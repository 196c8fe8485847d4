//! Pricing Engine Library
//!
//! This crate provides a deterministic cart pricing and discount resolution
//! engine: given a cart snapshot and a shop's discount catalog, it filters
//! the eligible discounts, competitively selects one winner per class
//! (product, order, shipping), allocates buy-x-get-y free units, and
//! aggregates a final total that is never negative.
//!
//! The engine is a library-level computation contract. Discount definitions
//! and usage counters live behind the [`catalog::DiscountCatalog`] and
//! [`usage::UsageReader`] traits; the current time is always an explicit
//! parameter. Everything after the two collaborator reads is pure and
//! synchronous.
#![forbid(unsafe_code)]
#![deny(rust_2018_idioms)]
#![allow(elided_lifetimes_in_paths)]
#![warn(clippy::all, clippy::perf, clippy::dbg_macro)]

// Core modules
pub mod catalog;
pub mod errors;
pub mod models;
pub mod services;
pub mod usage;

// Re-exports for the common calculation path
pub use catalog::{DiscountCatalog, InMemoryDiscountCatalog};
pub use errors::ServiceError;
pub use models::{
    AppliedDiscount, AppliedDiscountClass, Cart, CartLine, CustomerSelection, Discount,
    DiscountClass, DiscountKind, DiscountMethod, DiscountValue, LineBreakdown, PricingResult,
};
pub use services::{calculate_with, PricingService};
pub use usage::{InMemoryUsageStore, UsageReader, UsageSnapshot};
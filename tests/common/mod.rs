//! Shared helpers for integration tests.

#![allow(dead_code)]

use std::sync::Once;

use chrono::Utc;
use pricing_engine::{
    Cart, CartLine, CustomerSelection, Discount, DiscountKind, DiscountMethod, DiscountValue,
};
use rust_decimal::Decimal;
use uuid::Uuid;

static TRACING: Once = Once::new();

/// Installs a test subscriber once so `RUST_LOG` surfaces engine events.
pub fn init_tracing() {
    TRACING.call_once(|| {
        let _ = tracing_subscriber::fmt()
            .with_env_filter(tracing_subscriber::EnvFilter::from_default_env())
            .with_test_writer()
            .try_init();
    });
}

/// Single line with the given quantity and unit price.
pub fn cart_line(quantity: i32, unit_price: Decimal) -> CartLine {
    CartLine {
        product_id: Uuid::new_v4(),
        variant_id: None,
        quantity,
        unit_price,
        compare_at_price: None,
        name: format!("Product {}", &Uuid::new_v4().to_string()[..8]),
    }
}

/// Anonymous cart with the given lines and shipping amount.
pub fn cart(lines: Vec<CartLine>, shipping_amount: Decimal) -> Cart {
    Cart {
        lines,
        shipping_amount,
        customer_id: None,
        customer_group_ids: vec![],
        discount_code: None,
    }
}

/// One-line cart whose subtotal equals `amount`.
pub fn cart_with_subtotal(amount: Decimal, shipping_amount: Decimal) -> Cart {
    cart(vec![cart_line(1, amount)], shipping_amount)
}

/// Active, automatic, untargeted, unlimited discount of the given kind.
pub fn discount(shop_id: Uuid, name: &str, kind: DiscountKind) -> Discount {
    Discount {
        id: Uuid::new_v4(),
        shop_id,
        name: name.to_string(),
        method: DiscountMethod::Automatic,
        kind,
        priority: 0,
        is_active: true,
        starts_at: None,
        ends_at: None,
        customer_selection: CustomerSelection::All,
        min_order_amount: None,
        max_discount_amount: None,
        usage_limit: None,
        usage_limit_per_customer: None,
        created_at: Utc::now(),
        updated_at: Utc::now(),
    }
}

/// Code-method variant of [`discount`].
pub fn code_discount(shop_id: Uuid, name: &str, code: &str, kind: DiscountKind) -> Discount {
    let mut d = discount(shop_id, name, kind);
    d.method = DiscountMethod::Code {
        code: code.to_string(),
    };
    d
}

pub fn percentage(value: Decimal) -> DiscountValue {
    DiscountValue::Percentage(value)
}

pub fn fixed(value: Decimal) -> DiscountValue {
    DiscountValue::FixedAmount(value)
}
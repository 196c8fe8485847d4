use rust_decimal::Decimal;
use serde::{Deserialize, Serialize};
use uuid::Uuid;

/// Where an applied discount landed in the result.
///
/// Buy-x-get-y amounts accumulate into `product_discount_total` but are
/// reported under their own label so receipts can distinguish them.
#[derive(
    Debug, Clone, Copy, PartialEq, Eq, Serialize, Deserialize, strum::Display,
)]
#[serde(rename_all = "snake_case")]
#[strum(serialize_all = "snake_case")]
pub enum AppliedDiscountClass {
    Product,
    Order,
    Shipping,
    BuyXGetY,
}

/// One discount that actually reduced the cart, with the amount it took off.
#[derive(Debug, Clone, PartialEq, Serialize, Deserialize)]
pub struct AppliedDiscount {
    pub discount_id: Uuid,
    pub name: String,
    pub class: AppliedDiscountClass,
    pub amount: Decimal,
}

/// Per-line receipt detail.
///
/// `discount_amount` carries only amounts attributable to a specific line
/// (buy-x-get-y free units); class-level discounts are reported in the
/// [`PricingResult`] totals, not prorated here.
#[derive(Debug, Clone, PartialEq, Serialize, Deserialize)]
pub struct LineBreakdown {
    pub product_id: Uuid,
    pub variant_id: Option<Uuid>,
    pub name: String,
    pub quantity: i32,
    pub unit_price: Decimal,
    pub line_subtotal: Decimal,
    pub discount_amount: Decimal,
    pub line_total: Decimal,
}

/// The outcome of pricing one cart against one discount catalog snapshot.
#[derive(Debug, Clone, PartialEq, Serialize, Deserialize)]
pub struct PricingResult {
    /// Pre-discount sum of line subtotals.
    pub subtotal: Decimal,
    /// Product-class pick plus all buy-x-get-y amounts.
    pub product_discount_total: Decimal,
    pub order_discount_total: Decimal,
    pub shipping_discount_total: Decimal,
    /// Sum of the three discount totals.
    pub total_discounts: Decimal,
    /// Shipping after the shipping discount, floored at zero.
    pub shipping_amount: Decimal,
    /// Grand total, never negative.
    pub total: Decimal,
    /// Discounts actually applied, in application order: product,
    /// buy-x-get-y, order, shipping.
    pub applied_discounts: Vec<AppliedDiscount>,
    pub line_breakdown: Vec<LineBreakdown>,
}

-.-.-

Filter the listing above for the string "amounts" and copy every matching line.

> Result of this exercise
/// Buy-x-get-y amounts accumulate into `product_discount_total` but are
/// `discount_amount` carries only amounts attributable to a specific line
    /// Product-class pick plus all buy-x-get-y amounts.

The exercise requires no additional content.